Task -
Return exactly and only these lines: the first of the listing through the one containing "the REST API.".

+++ Record excerpts

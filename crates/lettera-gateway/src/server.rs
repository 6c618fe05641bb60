// SPDX-FileCopyrightText: 2026 Lettera Contributors
// SPDX-License-Identifier: MIT OR Apache-2.0

//! Gateway HTTP server built on axum.
//!
//! Sets up routes, middleware, and shared state for the REST API.

use std::sync::Arc;
use std::time::Instant;

use axum::{
    Router,
    routing::{get, post},
};
use lettera_core::LetteraError;
use lettera_engine::{LetterService, RevisionEngine, StatsService};
use tower_http::cors::CorsLayer;
use tower_http::trace::TraceLayer;

use crate::handlers;

/// Shared state for axum request handlers.
#[derive(Clone)]
pub struct AppState {
    pub letters: Arc<LetterService>,
    pub revisions: Arc<RevisionEngine>,
    pub stats: Arc<StatsService>,
    /// Process start time for the health endpoint's uptime field.
    pub start_time: Instant,
}

impl AppState {
    pub fn new(
        letters: Arc<LetterService>,
        revisions: Arc<RevisionEngine>,
        stats: Arc<StatsService>,
    ) -> Self {
        Self {
            letters,
            revisions,
            stats,
            start_time: Instant::now(),
        }
    }
}

/// Gateway server configuration (mirrors ServerConfig from lettera-config).
#[derive(Debug, Clone)]
pub struct GatewayConfig {
    /// Host address to bind.
    pub host: String,
    /// Port to bind.
    pub port: u16,
}

/// Assemble the full API router.
pub fn build_router(state: AppState) -> Router {
    Router::new()
        .route("/health", get(handlers::health))
        .route(
            "/api/auth/register/user",
            post(handlers::auth::register_user),
        )
        .route(
            "/api/auth/register/employee",
            post(handlers::auth::register_employee),
        )
        .route("/api/auth/login", post(handlers::auth::login))
        .route(
            "/api/letters",
            post(handlers::letters::submit_letter).get(handlers::letters::list_letters),
        )
        .route("/api/letters/{id}", get(handlers::letters::get_letter))
        .route(
            "/api/employees/letters",
            get(handlers::letters::employee_queue),
        )
        .route(
            "/api/employees/letters/{id}/open",
            post(handlers::letters::open_letter),
        )
        .route(
            "/api/employees/letters/{id}/chat",
            post(handlers::chat::post_message).get(handlers::chat::history),
        )
        .route(
            "/api/employees/letters/{id}/send",
            post(handlers::letters::finalize),
        )
        .route("/api/statistics/overview", get(handlers::stats::overview))
        .route(
            "/api/statistics/by_category",
            get(handlers::stats::by_category),
        )
        .route(
            "/api/statistics/by_employee",
            get(handlers::stats::by_employee),
        )
        .layer(TraceLayer::new_for_http())
        .layer(CorsLayer::permissive())
        .with_state(state)
}

/// Start the gateway HTTP server and serve until the task is aborted.
pub async fn start_server(config: &GatewayConfig, state: AppState) -> Result<(), LetteraError> {
    let app = build_router(state);

    let addr = format!("{}:{}", config.host, config.port);
    let listener =
        tokio::net::TcpListener::bind(&addr)
            .await
            .map_err(|e| LetteraError::Internal(format!("failed to bind gateway to {addr}: {e}")))?;

    tracing::info!("gateway server listening on {addr}");

    axum::serve(listener, app)
        .await
        .map_err(|e| LetteraError::Internal(format!("gateway server error: {e}")))?;

    Ok(())
}
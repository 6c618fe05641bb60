// SPDX-FileCopyrightText: 2026 Lettera Contributors
// SPDX-License-Identifier: MIT OR Apache-2.0

//! Chat-based draft revision endpoints.

use axum::Json;
use axum::extract::{Path, State};
use lettera_core::ChatMessage;
use serde::{Deserialize, Serialize};

use crate::error::ApiError;
use crate::handlers::{CallerId, require_employee};
use crate::server::AppState;

/// Request body for POST /api/employees/letters/{id}/chat.
#[derive(Debug, Deserialize)]
pub struct ChatRequest {
    pub message: String,
}

/// Response body for POST /api/employees/letters/{id}/chat.
#[derive(Debug, Serialize)]
pub struct ChatResponse {
    pub assistant_reply: String,
    pub updated_draft: String,
}

/// POST /api/employees/letters/{id}/chat
///
/// Apply one edit instruction to the letter's draft. The employee turn is
/// recorded even when generation fails, so a 502 response still leaves the
/// instruction visible in the history for a retry.
pub async fn post_message(
    State(state): State<AppState>,
    caller: CallerId,
    Path(letter_id): Path<i64>,
    Json(body): Json<ChatRequest>,
) -> Result<Json<ChatResponse>, ApiError> {
    let employee = require_employee(&state, &caller).await?;
    let revision = state
        .revisions
        .revise(letter_id, employee.id, &body.message)
        .await?;
    Ok(Json(ChatResponse {
        assistant_reply: revision.assistant_reply,
        updated_draft: revision.updated_draft,
    }))
}

/// GET /api/employees/letters/{id}/chat
///
/// The full revision history for a letter, oldest first.
pub async fn history(
    State(state): State<AppState>,
    caller: CallerId,
    Path(letter_id): Path<i64>,
) -> Result<Json<Vec<ChatMessage>>, ApiError> {
    let employee = require_employee(&state, &caller).await?;
    let messages = state.revisions.chat_history(letter_id, employee.id).await?;
    Ok(Json(messages))
}

#[cfg(test)]
mod tests {
    use super::*;

    #[test]
    fn chat_request_deserializes() {
        let req: ChatRequest = serde_json::from_str(r#"{"message": "Сделай короче"}"#).unwrap();
        assert_eq!(req.message, "Сделай короче");
    }

    #[test]
    fn chat_response_serializes_both_fields() {
        let resp = ChatResponse {
            assistant_reply: "Краткий ответ".into(),
            updated_draft: "Краткий ответ".into(),
        };
        let json = serde_json::to_string(&resp).unwrap();
        assert!(json.contains("\"assistant_reply\""));
        assert!(json.contains("\"updated_draft\""));
    }
}
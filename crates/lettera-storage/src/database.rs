// SPDX-FileCopyrightText: 2026 Lettera Contributors
// SPDX-License-Identifier: MIT OR Apache-2.0

//! Database connection management with PRAGMA setup, WAL mode, and lifecycle.
//!
//! All writes are serialized through tokio-rusqlite's single background thread.
//! Do NOT create additional Connection instances for writes.

use lettera_core::LetteraError;
use tokio_rusqlite::Connection;
use tracing::debug;

/// Handle to the SQLite database used by all query modules.
///
/// Cheap to clone via [`Database::connection`]; every call funnels through
/// the one writer thread owned by tokio-rusqlite.
pub struct Database {
    conn: Connection,
}

impl Database {
    /// Open (or create) the database at `path` in WAL mode, apply PRAGMAs,
    /// and run pending migrations.
    pub async fn open(path: &str) -> Result<Self, LetteraError> {
        Self::open_with(path, true).await
    }

    /// Like [`Database::open`], with explicit control over WAL mode.
    pub async fn open_with(path: &str, wal_mode: bool) -> Result<Self, LetteraError> {
        let conn = Connection::open(path)
            .await
            .map_err(|e| map_tr_err(e.into()))?;

        conn.call(move |conn| {
            let journal_mode = if wal_mode { "WAL" } else { "DELETE" };
            conn.execute_batch(&format!(
                "PRAGMA journal_mode = {journal_mode};
                 PRAGMA foreign_keys = ON;
                 PRAGMA busy_timeout = 5000;
                 PRAGMA synchronous = NORMAL;"
            ))?;
            Ok(())
        })
        .await
        .map_err(map_tr_err)?;

        let migration_result = conn
            .call(|conn| Ok(crate::migrations::run_migrations(conn)))
            .await
            .map_err(map_tr_err)?;
        migration_result?;

        debug!(path, "database opened");
        Ok(Self { conn })
    }

    /// Returns the underlying tokio-rusqlite connection.
    pub fn connection(&self) -> &Connection {
        &self.conn
    }

    /// Checkpoint the WAL and release the connection.
    pub async fn close(&self) -> Result<(), LetteraError> {
        self.conn
            .call(|conn| {
                conn.execute_batch("PRAGMA wal_checkpoint(TRUNCATE);")?;
                Ok(())
            })
            .await
            .map_err(map_tr_err)?;
        debug!("WAL checkpoint complete");
        Ok(())
    }
}

/// Map a tokio-rusqlite error into the workspace storage error.
pub(crate) fn map_tr_err(e: tokio_rusqlite::Error) -> LetteraError {
    LetteraError::Storage {
        source: Box::new(e),
    }
}

/// Whether the error is a SQLite UNIQUE constraint violation.
///
/// Used to turn duplicate-email / duplicate-employee inserts into
/// caller-facing validation errors instead of opaque storage errors.
pub(crate) fn is_unique_violation(e: &tokio_rusqlite::Error) -> bool {
    match e {
        tokio_rusqlite::Error::Error(rusqlite::Error::SqliteFailure(err, _)) => {
            err.code == rusqlite::ErrorCode::ConstraintViolation
        }
        _ => false,
    }
}

#[cfg(test)]
mod tests {
    use super::*;
    use tempfile::tempdir;

    #[tokio::test]
    async fn open_creates_database_file() {
        let dir = tempdir().unwrap();
        let db_path = dir.path().join("open.db");
        let db = Database::open(db_path.to_str().unwrap()).await.unwrap();
        assert!(db_path.exists(), "database file should be created");
        db.close().await.unwrap();
    }

    #[tokio::test]
    async fn open_applies_wal_mode() {
        let dir = tempdir().unwrap();
        let db_path = dir.path().join("wal.db");
        let db = Database::open(db_path.to_str().unwrap()).await.unwrap();

        let mode: String = db
            .connection()
            .call(|conn| {
                let mode = conn.query_row("PRAGMA journal_mode;", [], |row| row.get(0))?;
                Ok::<_, rusqlite::Error>(mode)
            })
            .await
            .unwrap();
        assert_eq!(mode, "wal");
        db.close().await.unwrap();
    }

    #[tokio::test]
    async fn migrations_create_expected_tables() {
        let dir = tempdir().unwrap();
        let db_path = dir.path().join("schema.db");
        let db = Database::open(db_path.to_str().unwrap()).await.unwrap();

        let tables: Vec<String> = db
            .connection()
            .call(|conn| {
                let mut stmt = conn.prepare(
                    "SELECT name FROM sqlite_master WHERE type = 'table' ORDER BY name",
                )?;
                let rows = stmt.query_map([], |row| row.get::<_, String>(0))?;
                let mut tables = Vec::new();
                for row in rows {
                    tables.push(row?);
                }
                Ok::<_, rusqlite::Error>(tables)
            })
            .await
            .unwrap();

        for expected in ["users", "employees", "letters", "chat_messages"] {
            assert!(
                tables.iter().any(|t| t == expected),
                "missing table {expected}, got {tables:?}"
            );
        }
        db.close().await.unwrap();
    }

    #[tokio::test]
    async fn reopen_is_idempotent() {
        let dir = tempdir().unwrap();
        let db_path = dir.path().join("reopen.db");
        let db = Database::open(db_path.to_str().unwrap()).await.unwrap();
        db.close().await.unwrap();
        drop(db);

        // Second open must not re-apply migrations or fail.
        let db = Database::open(db_path.to_str().unwrap()).await.unwrap();
        db.close().await.unwrap();
    }
}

++++++

Answer to the problem -
filename crates/lettera-gateway/src/server.rs
repository 6c618fe05641bb60
// SPDX-FileCopyrightText: 2026 Lettera Contributors
// SPDX-License-Identifier: MIT OR Apache-2.0

//! Gateway HTTP server built on axum.
//!
//! Sets up routes, middleware, and shared state for the REST API.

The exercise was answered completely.